European Political Science Review (2009), 1:1, 33–61 & Cambridge University Press, 2009 doi:10.1017/S1755773909000010
The nature and future of comparative politics
PHILIPPE C. SCHMITTER
Emeritus Professor, European University Institute, Florence, Italy 2 Recurring Visiting Professor, Central European University, Budapest, Hungary
The future of comparative politics is in doubt. This sub-discipline of political science currently faces a ‘crossroads’ that will determine its nature and role. In this essay, I make a (willfully distorted) plea that it should eschew the alternative of continuing to follow one or another versions of ‘institutionalism’ or that of opting completely for ‘simpliﬁcation’ based on rational choice. It should embrace the ‘complex interdependence’ of the contemporary political universe and adjust its selection of cases and concepts accordingly. Without pretending to offer a novel paradigm or method. I explore some of the implications of conducting comparative research in this more contingent and less predictable context.

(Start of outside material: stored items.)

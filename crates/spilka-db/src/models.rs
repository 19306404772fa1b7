//! Row -> domain mapping.
//!
//! Column lists and `*_from_row` mappers are kept together so every query
//! selecting an entity uses the same column order.

use std::str::FromStr;

use rusqlite::Row;
use rusqlite::types::Type;
use uuid::Uuid;

use spilka_types::api::ParticipantInfo;
use spilka_types::models::{Attachment, Conversation, Message, Participant, UserProfile};

pub const USER_COLS: &str =
    "id, first_name, last_name, avatar_url, membership_role, staff_role, referred_by_id, group_id";

pub const CONVERSATION_COLS: &str = "id, kind, name, description, avatar_url, created_by, \
     is_active, allow_replies, participant_count, last_message_at, last_message_preview, \
     last_message_sender_id, pinned_message_ids, created_at, updated_at";

pub const PARTICIPANT_COLS: &str = "id, conversation_id, user_id, role, is_muted, last_read_at, \
     unread_count, is_active, joined_at, left_at, removed_by";

pub const MESSAGE_COLS: &str = "id, conversation_id, sender_id, kind, content, attachments, \
     reply_to_id, is_edited, edited_at, is_deleted, deleted_at, deleted_by, pinned_at, pinned_by, \
     forwarded_from_message_id, forwarded_from_conversation_id, created_at, updated_at";

fn bad_col(
    idx: usize,
    err: impl std::error::Error + Send + Sync + 'static,
) -> rusqlite::Error {
    rusqlite::Error::FromSqlConversionFailure(idx, Type::Text, Box::new(err))
}

pub(crate) fn uuid_col(row: &Row<'_>, idx: usize) -> rusqlite::Result<Uuid> {
    let raw: String = row.get(idx)?;
    raw.parse().map_err(|e| bad_col(idx, e))
}

pub(crate) fn opt_uuid_col(row: &Row<'_>, idx: usize) -> rusqlite::Result<Option<Uuid>> {
    let raw: Option<String> = row.get(idx)?;
    raw.map(|s| s.parse().map_err(|e| bad_col(idx, e))).transpose()
}

pub(crate) fn enum_col<T>(row: &Row<'_>, idx: usize) -> rusqlite::Result<T>
where
    T: FromStr,
    T::Err: std::error::Error + Send + Sync + 'static,
{
    let raw: String = row.get(idx)?;
    raw.parse().map_err(|e| bad_col(idx, e))
}

pub(crate) fn json_col<T: serde::de::DeserializeOwned>(
    row: &Row<'_>,
    idx: usize,
) -> rusqlite::Result<T> {
    let raw: String = row.get(idx)?;
    serde_json::from_str(&raw).map_err(|e| bad_col(idx, e))
}

pub fn user_from_row(row: &Row<'_>) -> rusqlite::Result<UserProfile> {
    Ok(UserProfile {
        id: uuid_col(row, 0)?,
        first_name: row.get(1)?,
        last_name: row.get(2)?,
        avatar_url: row.get(3)?,
        membership_role: enum_col(row, 4)?,
        staff_role: enum_col(row, 5)?,
        referred_by_id: opt_uuid_col(row, 6)?,
        group_id: opt_uuid_col(row, 7)?,
    })
}

pub fn conversation_from_row(row: &Row<'_>) -> rusqlite::Result<Conversation> {
    Ok(Conversation {
        id: uuid_col(row, 0)?,
        kind: enum_col(row, 1)?,
        name: row.get(2)?,
        description: row.get(3)?,
        avatar_url: row.get(4)?,
        created_by: uuid_col(row, 5)?,
        is_active: row.get(6)?,
        allow_replies: row.get(7)?,
        participant_count: row.get(8)?,
        last_message_at: row.get(9)?,
        last_message_preview: row.get(10)?,
        last_message_sender_id: opt_uuid_col(row, 11)?,
        pinned_message_ids: json_col::<Vec<Uuid>>(row, 12)?,
        created_at: row.get(13)?,
        updated_at: row.get(14)?,
    })
}

pub fn participant_from_row(row: &Row<'_>) -> rusqlite::Result<Participant> {
    Ok(Participant {
        id: uuid_col(row, 0)?,
        conversation_id: uuid_col(row, 1)?,
        user_id: uuid_col(row, 2)?,
        role: enum_col(row, 3)?,
        is_muted: row.get(4)?,
        last_read_at: row.get(5)?,
        unread_count: row.get(6)?,
        is_active: row.get(7)?,
        joined_at: row.get(8)?,
        left_at: row.get(9)?,
        removed_by: opt_uuid_col(row, 10)?,
    })
}

pub fn message_from_row(row: &Row<'_>) -> rusqlite::Result<Message> {
    Ok(Message {
        id: uuid_col(row, 0)?,
        conversation_id: uuid_col(row, 1)?,
        sender_id: opt_uuid_col(row, 2)?,
        kind: enum_col(row, 3)?,
        content: row.get(4)?,
        attachments: json_col::<Vec<Attachment>>(row, 5)?,
        reply_to_id: opt_uuid_col(row, 6)?,
        is_edited: row.get(7)?,
        edited_at: row.get(8)?,
        is_deleted: row.get(9)?,
        deleted_at: row.get(10)?,
        deleted_by: opt_uuid_col(row, 11)?,
        pinned_at: row.get(12)?,
        pinned_by: opt_uuid_col(row, 13)?,
        forwarded_from_message_id: opt_uuid_col(row, 14)?,
        forwarded_from_conversation_id: opt_uuid_col(row, 15)?,
        created_at: row.get(16)?,
        updated_at: row.get(17)?,
    })
}

/// Roster rows select participant columns followed by the public user
/// profile columns (first_name, last_name, avatar_url, membership_role).
pub fn participant_info_from_row(row: &Row<'_>) -> rusqlite::Result<ParticipantInfo> {
    Ok(ParticipantInfo {
        user_id: uuid_col(row, 0)?,
        role: enum_col(row, 1)?,
        is_muted: row.get(2)?,
        joined_at: row.get(3)?,
        first_name: row.get(4)?,
        last_name: row.get(5)?,
        avatar_url: row.get(6)?,
        membership_role: enum_col(row, 7)?,
    })
}
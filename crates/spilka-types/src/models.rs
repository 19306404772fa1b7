use std::fmt;
use std::str::FromStr;

use chrono::{DateTime, Utc};
use serde::{Deserialize, Serialize};
use thiserror::Error;
use uuid::Uuid;

use crate::roles::{MembershipRole, StaffRole};

#[derive(Debug, Error)]
#[error("unknown variant: {0}")]
pub struct ParseVariantError(pub String);

#[derive(Debug, Clone, Copy, PartialEq, Eq, Serialize, Deserialize)]
#[serde(rename_all = "snake_case")]
pub enum ConversationKind {
    Direct,
    Group,
}

impl ConversationKind {
    pub fn as_str(self) -> &'static str {
        match self {
            Self::Direct => "direct",
            Self::Group => "group",
        }
    }
}

impl FromStr for ConversationKind {
    type Err = ParseVariantError;

    fn from_str(s: &str) -> Result<Self, Self::Err> {
        match s {
            "direct" => Ok(Self::Direct),
            "group" => Ok(Self::Group),
            other => Err(ParseVariantError(other.to_string())),
        }
    }
}

impl fmt::Display for ConversationKind {
    fn fmt(&self, f: &mut fmt::Formatter<'_>) -> fmt::Result {
        f.write_str(self.as_str())
    }
}

#[derive(Debug, Clone, Copy, PartialEq, Eq, Serialize, Deserialize)]
#[serde(rename_all = "snake_case")]
pub enum ParticipantRole {
    Owner,
    Admin,
    Member,
}

impl ParticipantRole {
    pub fn as_str(self) -> &'static str {
        match self {
            Self::Owner => "owner",
            Self::Admin => "admin",
            Self::Member => "member",
        }
    }
}

impl FromStr for ParticipantRole {
    type Err = ParseVariantError;

    fn from_str(s: &str) -> Result<Self, Self::Err> {
        match s {
            "owner" => Ok(Self::Owner),
            "admin" => Ok(Self::Admin),
            "member" => Ok(Self::Member),
            other => Err(ParseVariantError(other.to_string())),
        }
    }
}

#[derive(Debug, Clone, Copy, PartialEq, Eq, Serialize, Deserialize)]
#[serde(rename_all = "snake_case")]
pub enum MessageKind {
    Text,
    Image,
    File,
    System,
}

impl MessageKind {
    pub fn as_str(self) -> &'static str {
        match self {
            Self::Text => "text",
            Self::Image => "image",
            Self::File => "file",
            Self::System => "system",
        }
    }
}

impl FromStr for MessageKind {
    type Err = ParseVariantError;

    fn from_str(s: &str) -> Result<Self, Self::Err> {
        match s {
            "text" => Ok(Self::Text),
            "image" => Ok(Self::Image),
            "file" => Ok(Self::File),
            "system" => Ok(Self::System),
            other => Err(ParseVariantError(other.to_string())),
        }
    }
}

/// Deletion is a tagged state, not a removed row.
#[derive(Debug, Clone, Copy, PartialEq, Eq, Serialize, Deserialize)]
#[serde(rename_all = "snake_case")]
pub enum MessageStatus {
    Active,
    Deleted,
}

#[derive(Debug, Clone, PartialEq, Serialize, Deserialize)]
pub struct Conversation {
    pub id: Uuid,
    pub kind: ConversationKind,
    pub name: Option<String>,
    pub description: Option<String>,
    pub avatar_url: Option<String>,
    pub created_by: Uuid,
    pub is_active: bool,
    pub allow_replies: bool,
    pub participant_count: u32,
    pub last_message_at: Option<DateTime<Utc>>,
    pub last_message_preview: Option<String>,
    pub last_message_sender_id: Option<Uuid>,
    pub pinned_message_ids: Vec<Uuid>,
    pub created_at: DateTime<Utc>,
    pub updated_at: DateTime<Utc>,
}

#[derive(Debug, Clone, PartialEq, Serialize, Deserialize)]
pub struct Participant {
    pub id: Uuid,
    pub conversation_id: Uuid,
    pub user_id: Uuid,
    pub role: ParticipantRole,
    pub is_muted: bool,
    pub last_read_at: Option<DateTime<Utc>>,
    pub unread_count: u32,
    pub is_active: bool,
    pub joined_at: DateTime<Utc>,
    pub left_at: Option<DateTime<Utc>>,
    pub removed_by: Option<Uuid>,
}

/// Final attachment metadata; upload mechanics live in the object store.
#[derive(Debug, Clone, PartialEq, Serialize, Deserialize)]
pub struct Attachment {
    pub url: String,
    pub name: String,
    pub mime_type: String,
    pub size_bytes: u64,
}

#[derive(Debug, Clone, PartialEq, Serialize, Deserialize)]
pub struct Message {
    pub id: Uuid,
    pub conversation_id: Uuid,
    /// `None` for system messages.
    pub sender_id: Option<Uuid>,
    pub kind: MessageKind,
    pub content: Option<String>,
    pub attachments: Vec<Attachment>,
    pub reply_to_id: Option<Uuid>,
    pub is_edited: bool,
    pub edited_at: Option<DateTime<Utc>>,
    pub is_deleted: bool,
    pub deleted_at: Option<DateTime<Utc>>,
    pub deleted_by: Option<Uuid>,
    pub pinned_at: Option<DateTime<Utc>>,
    pub pinned_by: Option<Uuid>,
    pub forwarded_from_message_id: Option<Uuid>,
    pub forwarded_from_conversation_id: Option<Uuid>,
    pub created_at: DateTime<Utc>,
    pub updated_at: DateTime<Utc>,
}

impl Message {
    pub fn status(&self) -> MessageStatus {
        if self.is_deleted {
            MessageStatus::Deleted
        } else {
            MessageStatus::Active
        }
    }
}

/// Projection of the external user directory; messaging never writes these.
#[derive(Debug, Clone, PartialEq, Serialize, Deserialize)]
pub struct UserProfile {
    pub id: Uuid,
    pub first_name: String,
    pub last_name: String,
    pub avatar_url: Option<String>,
    pub membership_role: MembershipRole,
    pub staff_role: StaffRole,
    pub referred_by_id: Option<Uuid>,
    pub group_id: Option<Uuid>,
}

impl UserProfile {
    pub fn display_name(&self) -> String {
        format!("{} {}", self.first_name, self.last_name)
    }
}

/// Ephemeral online state, overwritten continuously. Advisory only.
#[derive(Debug, Clone, PartialEq, Serialize, Deserialize)]
pub struct UserPresence {
    pub user_id: Uuid,
    pub is_online: bool,
    pub last_seen_at: DateTime<Utc>,
    pub current_conversation_id: Option<Uuid>,
}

A promising but controversial future
Comparative politics is as old as the empirical study of politics itself. Today, even those scholars who only conduct research on a single polity ﬁnd themselves ineluctably drawn into the sub-discipline. As soon as they move beyond pure description and start using a vocabulary based on generic analogies or more comprehensive systems of classiﬁcation, they risk exposing themselves to comment and criticism from aggressive comparativists. For example, a student of American politics who concludes that a two-party system has been an indispensable element for this regime’s democratic stability may be challenged by those who have studied such exotic polities as Uruguay or Colombia where analogous institutions have sometimes failed to produce the same result. Indeed, in the latter case, one of the most destabilizing features may have been its oligarchic and sclerotic two-party system. Meanwhile, perhaps unbeknownst to the naıve Americanist, there are many ¨ multi-party systems in Western Europe that have been models of political stability and policy innovation. So, even casual students of political science may not be able to escape the tentacles of comparison, no matter how hard they try. Knowing everything there is to know about some period or aspect of one’s own country’s politics could be misleading without some effort at placing it ‘in comparative perspective’. Even seeking refuge in international relations will no longer sufﬁce. There may be only one world system to be observed (although there are several of them to be compared over time), but within that single case ambiguous ‘trans-national’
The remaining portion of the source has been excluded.